▶ Task to carry out: Search each line below for the word "statistics" and list those that contain it.

▶ Data supplied:
....

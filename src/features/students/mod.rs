//! Student records and per-student attendance statistics.
//!
//! Roll number and email are unique. A student cannot be deleted while
//! attendance records reference it.
//!
//! ## Endpoints
//!
//! | Method | Endpoint | Description |
//! |--------|----------|-------------|
//! | GET | `/api/students` | List students |
//! | POST | `/api/students` | Create student |
//! | GET | `/api/students/{id}` | Get student |
//! | PUT | `/api/students/{id}` | Replace student |
//! | DELETE | `/api/students/{id}` | Delete student |
//! | GET | `/api/students/{id}/attendance` | Attendance and statistics |

pub mod dtos;
pub mod handlers;
pub mod models;
pub mod routes;
pub mod services;

pub use services::StudentService;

....

▶ Your solution:
//! Student records and per-student attendance statistics.
//! | GET | `/api/students/{id}/attendance` | Attendance and statistics |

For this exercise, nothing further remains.